Or les arbres ne peuvent se développer convenablement que si leurs racines trouvent dans le sol certains champignons appelés mycorhizes, qui vivent en symbiose (2) avec eux. Ces mycorhizes sont présentes à peu près partout dans la nature et plus spécialement en forêt, ce qui explique qu’en général les arbres croissent normalement, du moins sur ce plan. Dans un milieu neuf comme le terril, par contre, elles ne sont pas présentes au départ, On peut donc dire avec certitude que les graines apportées par le vent ou les animaux ont peu de chances de donner des arbres normaux sur les terrils, et que l’idée de reboiser ceux-ci artificiellement à l’aide de graines se heurte au même obstacle. Par contre les mycorhizes peuvent être apportées sur le terril, et l’idée la plus simple consiste à y planter de jeunes arbres sains et élevés en pépinière, où les mycorhizes adéquats sont bien entendu présents. Il faut signaler d’ailleurs,

au passage, qu’il est illusoire d’espérer supprimer les symptômes de carences mycorhiziques par une fertilisation chimique. En fait, on a trouvé des mycorhizes sur des terrils e naturels», probablement transportés par le vent et arrivés là par hasard . Cependant, rien n’indique que le champignon optimal de chaque essence s’y trouve présent. D’autres facteurs biotiques interviennent, en particulier la prédation : les terrils peuvent être le refuge de nombreux rongeurs (campagnols, mulots et surtout léporidés) qui contrarient fortement l’installation de la végétation.
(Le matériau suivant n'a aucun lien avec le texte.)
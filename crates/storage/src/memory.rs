use std::collections::BTreeMap;
use std::sync::Mutex;

use crate::{Key, KeyValueStore, StoreError};

/// Volatile store, mainly used for tests and dry runs.
#[derive(Debug, Default)]
pub struct MemoryStorage(Mutex<BTreeMap<Key, String>>);

impl MemoryStorage {
    #[must_use]
    pub fn new() -> Self {
        Self::default()
    }
}

impl KeyValueStore for MemoryStorage {
    fn get(&self, key: Key) -> Result<Option<String>, StoreError> {
        Ok(self
            .0
            .lock()
            .map_err(|_| StoreError::Poisoned)?
            .get(&key)
            .cloned())
    }

    fn set(&self, key: Key, value: &str) -> Result<(), StoreError> {
        self.0
            .lock()
            .map_err(|_| StoreError::Poisoned)?
            .insert(key, value.to_string());
        Ok(())
    }

    fn remove(&self, key: Key) -> Result<(), StoreError> {
        self.0
            .lock()
            .map_err(|_| StoreError::Poisoned)?
            .remove(&key);
        Ok(())
    }
}
use std::fs;
use std::io::ErrorKind;
use std::path::{Path, PathBuf};

use log::trace;

use crate::{Key, KeyValueStore, StoreError};

/// Directory based store keeping every key in its own JSON file.
#[derive(Debug, Clone)]
pub struct LocalStorage {
    dir: PathBuf,
}

impl LocalStorage {
    pub fn new(dir: impl Into<PathBuf>) -> Self {
        Self { dir: dir.into() }
    }

    #[must_use]
    pub fn dir(&self) -> &Path {
        &self.dir
    }

    fn path(&self, key: Key) -> PathBuf {
        self.dir.join(format!("{}.json", key.as_ref()))
    }
}

impl KeyValueStore for LocalStorage {
    fn get(&self, key: Key) -> Result<Option<String>, StoreError> {
        match fs::read_to_string(self.path(key)) {
            Ok(value) => Ok(Some(value)),
            Err(err) if err.kind() == ErrorKind::NotFound => Ok(None),
            Err(err) => Err(err.into()),
        }
    }

    fn set(&self, key: Key, value: &str) -> Result<(), StoreError> {
        fs::create_dir_all(&self.dir)?;
        let path = self.path(key);
        let tmp = path.with_extension("json.tmp");
        trace!("writing {}", path.display());
        fs::write(&tmp, value)?;
        fs::rename(&tmp, &path)?;
        Ok(())
    }

    fn remove(&self, key: Key) -> Result<(), StoreError> {
        match fs::remove_file(self.path(key)) {
            Err(err) if err.kind() != ErrorKind::NotFound => Err(err.into()),
            _ => Ok(()),
        }
    }
}
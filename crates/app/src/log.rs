use std::{
    collections::VecDeque,
    sync::{Arc, Mutex},
};

use chrono::Local;
use colored::Colorize;
use log::{Level, LevelFilter, Metadata, Record, SetLoggerError};
use serde::{Deserialize, Serialize};

/// Number of entries kept in the persisted log.
pub const CAPACITY: usize = 100;

pub static LOG: Mutex<Option<Arc<Mutex<dyn Repository>>>> = Mutex::new(None);

#[allow(clippy::missing_errors_doc)]
pub trait Repository: Send + Sync + 'static {
    fn read_entries(&self) -> Result<VecDeque<Entry>, Error>;
    fn write_entry(&self, entry: Entry) -> Result<(), Error>;
}

#[derive(thiserror::Error, Debug, Clone, PartialEq, Eq)]
pub enum Error {
    #[error("{0}")]
    Unknown(String),
}

#[derive(Serialize, Deserialize, Debug, Clone, PartialEq)]
pub struct Entry {
    pub time: String,
    #[serde(with = "LevelDef")]
    pub level: Level,
    pub message: String,
}

#[derive(Serialize, Deserialize)]
#[serde(remote = "Level")]
pub enum LevelDef {
    Error,
    Warn,
    Info,
    Debug,
    Trace,
}

/// Prepends an entry and drops the oldest ones beyond [`CAPACITY`].
pub fn push_entry(entries: &mut VecDeque<Entry>, entry: Entry) {
    entries.push_front(entry);
    entries.truncate(CAPACITY);
}

static LOGGER: Logger = Logger;

/// # Errors
///
/// Returns an error if the logger has already been initialized.
pub fn init(
    storage: Arc<Mutex<dyn Repository>>,
    level: LevelFilter,
) -> Result<(), SetLoggerError> {
    if let Ok(mut log) = LOG.lock() {
        *log = Some(storage);
    }
    log::set_logger(&LOGGER).map(|()| log::set_max_level(level))
}

struct Logger;

impl log::Log for Logger {
    fn enabled(&self, metadata: &Metadata) -> bool {
        metadata.level() <= log::max_level()
    }

    fn log(&self, record: &Record) {
        if !self.enabled(record.metadata()) {
            return;
        }

        let message = record.args().to_string();
        let level = match record.level() {
            Level::Error => "error".red(),
            Level::Warn => "warn".yellow(),
            Level::Info => "info".green(),
            Level::Debug | Level::Trace => "debug".dimmed(),
        };
        eprintln!("{level}: {message}");

        let Some(repository) = LOG.lock().ok().and_then(|log| log.clone()) else {
            return;
        };
        // Records emitted while an entry is written are only printed.
        if let Ok(repository) = repository.try_lock() {
            let _ = repository.write_entry(Entry {
                time: Local::now().format("%b %d %H:%M:%S").to_string(),
                level: record.level(),
                message,
            });
        }
    }

    fn flush(&self) {}
}
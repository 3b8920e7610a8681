//!
//!

use crate::Position;

#[derive(Clone, Copy, Debug, PartialEq, Eq)]
pub enum Severity {
    Error,
}

#[derive(Clone, Debug, PartialEq, Eq)]
pub struct Diagnostic {
    pub severity: Severity,
    pub message: String,
    pub code: Option<&'static str>,
    pub position: Option<Position>,
}

impl Diagnostic {
    pub fn error(message: impl Into<String>, position: Option<Position>) -> Self {
        Self {
            severity: Severity::Error,
            message: message.into(),
            code: None,
            position,
        }
    }

    pub fn with_code(mut self, code: &'static str) -> Self {
        self.code = Some(code);
        self
    }

    pub fn is_error(&self) -> bool {
        matches!(self.severity, Severity::Error)
    }
}

pub mod codes {
    pub const INDENTATION: &str = "E0101";
    pub const BRACKET: &str = "E0102";
    pub const NO_MATCH: &str = "E0103";
}
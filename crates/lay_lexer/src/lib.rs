//! lay_lexer: layout-sensitive lexer crate.
//!
//! Normalizes source text and tokenizes it into a positioned token stream,
//! inserting synthetic block/statement/separator tokens from indentation.
//! Entry points: `Lexer::new(input).lex()` and `normalize_source`.
mod cursor;
mod error;
mod keywords;
pub mod layout;
mod lexer;
mod normalize;
pub mod scan;
mod stack;

pub use error::{LayoutError, LexError, LexErrorKind};
pub use lexer::{LexResult, Lexer, lex};
pub use normalize::normalize_source;
pub use stack::{Bracket, IndentContext, IndentStack};
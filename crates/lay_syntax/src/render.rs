use crate::{Diagnostic, SourceFile};

pub fn render_diagnostic(source: &SourceFile, diag: &Diagnostic) -> String {
    let code_str = diag.code.map(|c| format!(" [{c}]")).unwrap_or_default();
    match diag.position {
        Some(pos) => {
            let mut out = format!(
                "{:?}{}:{}:{}: {}: {}",
                diag.severity, code_str, pos.line, pos.column, source.name, diag.message
            );
            let line_text = source.text.line_text(pos.line).unwrap_or("");
            out.push('\n');
            out.push_str("  | ");
            out.push_str(line_text);
            out.push('\n');
            out.push_str("  | ");
            out.extend(std::iter::repeat_n(' ', pos.indent() as usize));
            out.push('^');
            out
        }
        None => format!(
            "{:?}{}: {}: {}",
            diag.severity, code_str, source.name, diag.message
        ),
    }
}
Des essais d’engazonnement, menés à l’automne 1971 sur deux terrils du Nord – Pas-de-Calais, ont connu un échec complet, entièrement rasés par les lapins. L’installation de clôtures grillagées pour protéger plantations ou engazonnements peut être considérée comme indispensable dans tous les cas où on a constaté la présence du lapin, car cet animal néfaste est spécialement attiré par les nouveautés insolites qu’il repère sur son territoire.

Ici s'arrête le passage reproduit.